From the records, pick out and copy each line containing "DescriptorPager".

BEGIN DATA SHOWN

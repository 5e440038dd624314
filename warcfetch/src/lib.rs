//! warcfetch - Bulk retrieval engine for WASAPI web-archive inventories
//!
//! This library implements the core of a bulk download client for
//! WASAPI-style web-archive APIs: it enumerates archive files (WARC/WACZ
//! captures) across paginated inventory responses and transfers each file to
//! local storage with checksum verification, byte-range resume, bounded
//! concurrency and a durable completion manifest.
//!
//! # Architecture
//!
//! ```text
//! QueryFilter ──► InventoryClient ──► DescriptorPager
//!                                           │ (lazy pages)
//!                                           ▼
//!                                  DownloadCoordinator
//!                                   │              │
//!                                   ▼              ▼
//!                            FileDownloader   ManifestStore
//!                                   │              │
//!                            ChecksumVerifier   RunReport
//! ```
//!
//! The library never inspects archive contents; it deals purely in
//! file-level transfer and pagination. Argument parsing, credential prompts
//! and progress rendering live in the companion CLI crate.

pub mod api;
pub mod config;
pub mod download;

pub use api::{
    Credentials, DescriptorPager, FetchError, FileDescriptor, InventoryClient, PageResult,
    QueryFilter,
};
pub use config::ConfigFile;
pub use download::{
    ChecksumAlgorithm, ChecksumVerifier, CoordinatorConfig, DownloadCoordinator, DownloadOutcome,
    FailedFile, FileDownloader, ManifestEntry, ManifestStore, RetryPolicy, RunError, RunReport,
    TransferError, TransferProgress,
};
//! Retry and backoff policy for transfers.

use std::time::Duration;

/// Default number of attempts per file.
pub const DEFAULT_MAX_ATTEMPTS: u32 = 4;

/// Default initial delay for exponential backoff (500ms).
pub const DEFAULT_INITIAL_DELAY_MS: u64 = 500;

/// Default maximum delay for exponential backoff (30 seconds).
pub const DEFAULT_MAX_DELAY_SECS: u64 = 30;

/// Default multiplier for exponential backoff.
pub const DEFAULT_BACKOFF_MULTIPLIER: f64 = 2.0;

/// How transient failures are retried.
///
/// A pure configuration value injected into the coordinator and the page
/// client; nothing here sleeps or counts attempts. Tests use
/// [`RetryPolicy::immediate`] to run retries with zero delay.
#[derive(Debug, Clone, PartialEq)]
pub struct RetryPolicy {
    /// Total attempts per operation, including the first.
    pub max_attempts: u32,
    /// Delay before the first retry.
    pub initial_delay: Duration,
    /// Cap applied to the computed delay.
    pub max_delay: Duration,
    /// Growth factor between consecutive delays.
    pub multiplier: f64,
}

impl Default for RetryPolicy {
    fn default() -> Self {
        Self {
            max_attempts: DEFAULT_MAX_ATTEMPTS,
            initial_delay: Duration::from_millis(DEFAULT_INITIAL_DELAY_MS),
            max_delay: Duration::from_secs(DEFAULT_MAX_DELAY_SECS),
            multiplier: DEFAULT_BACKOFF_MULTIPLIER,
        }
    }
}

impl RetryPolicy {
    /// Policy with `max_attempts` attempts and no delay between them.
    pub fn immediate(max_attempts: u32) -> Self {
        Self {
            max_attempts: max_attempts.max(1),
            initial_delay: Duration::ZERO,
            max_delay: Duration::ZERO,
            multiplier: 1.0,
        }
    }

    /// Delay to wait after the given failed attempt (1-based).
    ///
    /// Exponential: `initial_delay * multiplier^(attempt - 1)`, capped at
    /// `max_delay`.
    pub fn delay_for(&self, attempt: u32) -> Duration {
        if self.initial_delay.is_zero() {
            return Duration::ZERO;
        }
        let exponent = attempt.saturating_sub(1).min(31);
        let factor = self.multiplier.max(1.0).powi(exponent as i32);
        let millis = (self.initial_delay.as_millis() as f64 * factor)
            .min(self.max_delay.as_millis() as f64);
        Duration::from_millis(millis as u64)
    }
}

END DATA SHOWN

▶ [RESULT OF THE TASK]:
//! QueryFilter ──► InventoryClient ──► DescriptorPager
    Credentials, DescriptorPager, FetchError, FileDescriptor, InventoryClient, PageResult,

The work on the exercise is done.